I myself have not applied for disability but if I were to, I'd supplement all the medical records and affadavits with separate documents as described below so that the person reviewing the case could get a real glimpse of a day in your life:

 

1.  A list of all the everyday common activities that you cannot engage in.

2.  a list of all the everyday common activities you CAN engage in, but with help of some sort. Describe the help.

 

I'm sure if you post your message to the RA forum you'll get a lot of advice.

 

Good luck! And good for you for having the fortitude to put yourself first!

 

Sam

 

It's so cold in my apt, there's no heat and with 2 pair of socks, my feet are numb. The cats are huddled close to each other altho it kills one that the other is shivering and wants to snuggle.

 

I went out right before holiday; my meds were at a pharmacy in the city, which required a long subway ride that I normally take for work. Walk to pharmacy that lists its hours from 8am, hoping for a quick return home, pharmacy doesnt open until 9am because of holiday eve. Half hour later Manager comes in, sees me and while still wearing coat, opens Pharmacy window and gives me my meds. Remind me to see him after holiday to say thank you.

Walk to bank, need cash to send to daughter who lives abroad. Used to ask myself if things are so bad over there, why not come home over here, but cant ask that anymore, the question holds no philosophical water.

Walk further to buy some groceries, no milk and little food at home. I dont shop at bodegas & local mini supermarket meat section smells like a cat cemetary.

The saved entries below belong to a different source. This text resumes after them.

//! Property-based tests for the session controller
//!
//! These tests drive arbitrary sequences of camera switches and focus updates
//! through the synthetic backend and check the session invariants after
//! every step.
//!
//! Run with: cargo test --test controller_props

use proptest::prelude::*;
use std::sync::Arc;
use twincam::permissions::StaticAuthorization;
use twincam::testing::{Delivery, SyntheticBackend};
use twincam::{
    CameraPosition, CaptureDevice, CaptureSessionController, FocusPoint, ImmediateDispatcher,
    TwinCamConfig,
};

fn controller(backend: &SyntheticBackend) -> CaptureSessionController {
    CaptureSessionController::create(
        Arc::new(backend.clone()),
        Arc::new(StaticAuthorization::granted()),
        Arc::new(ImmediateDispatcher),
        TwinCamConfig::default(),
    )
}

fn position() -> impl Strategy<Value = CameraPosition> {
    prop_oneof![Just(CameraPosition::Front), Just(CameraPosition::Back)]
}

proptest! {
    /// Exactly one input stays attached, and it matches the selected camera
    #[test]
    fn switches_keep_single_matching_input(
        sequence in prop::collection::vec(position(), 0..40),
        start_running in any::<bool>(),
    ) {
        let backend = SyntheticBackend::new().with_delivery(Delivery::Manual);
        let controller = controller(&backend);
        if start_running {
            controller.start_preview(false);
        }

        for camera in sequence {
            controller.set_camera_type(camera);
            prop_assert_eq!(controller.attached_inputs(), vec![camera]);
            prop_assert_eq!(controller.camera_type(), camera);
            prop_assert_eq!(controller.is_running(), start_running);
        }
    }

    /// Selecting the already-active camera performs no input operations
    #[test]
    fn repeated_selection_is_idempotent(
        camera in position(),
        repeats in 1usize..10,
    ) {
        let backend = SyntheticBackend::new().with_delivery(Delivery::Manual);
        let controller = controller(&backend);
        controller.set_camera_type(camera);
        let operations = controller.input_operations();

        for _ in 0..repeats {
            controller.set_camera_type(camera);
        }

        prop_assert_eq!(controller.input_operations(), operations);
    }

    /// Each effective switch costs exactly one remove and one add
    #[test]
    fn switch_cost_is_two_operations(sequence in prop::collection::vec(position(), 0..40)) {
        let backend = SyntheticBackend::new().with_delivery(Delivery::Manual);
        let controller = controller(&backend);

        let mut current = CameraPosition::Back;
        let mut switches = 0u64;
        for camera in sequence {
            if camera != current {
                switches += 1;
                current = camera;
            }
            controller.set_camera_type(camera);
        }

        prop_assert_eq!(controller.input_operations(), 1 + 2 * switches);
    }

    /// Stored focus targets are always normalized and no lock is left held
    #[test]
    fn focus_targets_stay_normalized(
        x in -10.0f32..10.0,
        y in -10.0f32..10.0,
    ) {
        let backend = SyntheticBackend::new().with_delivery(Delivery::Manual);
        let controller = controller(&backend);

        let target = FocusPoint { x, y };
        prop_assert!(controller.set_focus_target(target).is_ok());
        let stored = controller.focus_target();
        prop_assert!(stored.is_normalized());

        for camera in [CameraPosition::Front, CameraPosition::Back] {
            let device = backend.device_handle(camera).unwrap();
            prop_assert!(!device.is_locked());
            prop_assert_eq!(device.focus_point(), Some(stored));
        }
    }
}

Now with heavy bag over one shoulder and tryig to use cane, walk one last stop to Petco because the boys needed something new...its been awhile. Found a toy with raffia that scratches as its dragged and sure to be fun.  It was fun...when it was warm enough to run around and play.

By the time I got home, pain meds were useless. I dont think my day was more than a normal person would have done-small list of errands-the pain was so sharp cat napping wasnt possible...I float on the surface of sleep trying to go deeper inside and cant dive down far enough to dream.

At 5:30am the door bell blasts. Impossi ble I thought, another one of those noises I hear that no one else does. Frightened, shaken I lay listening...door bell rings again. It could be Hell or the end of the world I am that frightened. Who rings the bell at such an hour, in such cold and dark? Only if the building is burning and we must leave. I look and see both cats are sitting up, terrified of the loud sound the bell makes. Again, and again it rings. The neighbor must hear it, we always hear each other's bells. not a sound anywhere, no doors, no voices.

 

7 rings and I go to the intercom and in a deep rough voice ask who it is...a squeak in a language that isnt english and no more rings. a few minutes later, the front door is opened and someone walks up the stairs and closes the neighbor's door. Either drunk or forgot their keys, better to ring my bell hoping I make the trip down a flight than bother the people they're staying with.

 

There is a Santa Claus, Virginia because my rhuemi emailed me to come into the office and discuss LTD in 2 weeks. I just cant do it anymore-tried every which way to make myself work in a world thats increasingly cold, demanding of impossible tasks and multiple deadlines, unforgiving and unfriendly, but mostly filled with younger employees who snicker and make snide remarks as if I'm too old to see or hear or get their inside jokes.

 

I used to wonder how I got from there to here, but its useless wondering now...all of life is much like Alice's trip down the rabbit hole and finding what made sense on the other side of the mirror is now confounding and truth is totally subjective...so they like to tell us. The only ones who struggle with life are those who maintain a set of beliefs.

 

 

 

I stop by - not often - but I do.

 

How's it going? Where do you stand on the LTD?

 

Am thinking about what you wrote:"  The only ones who struggle with life are those who maintain a set of beliefs." True, but better that way, don't you think?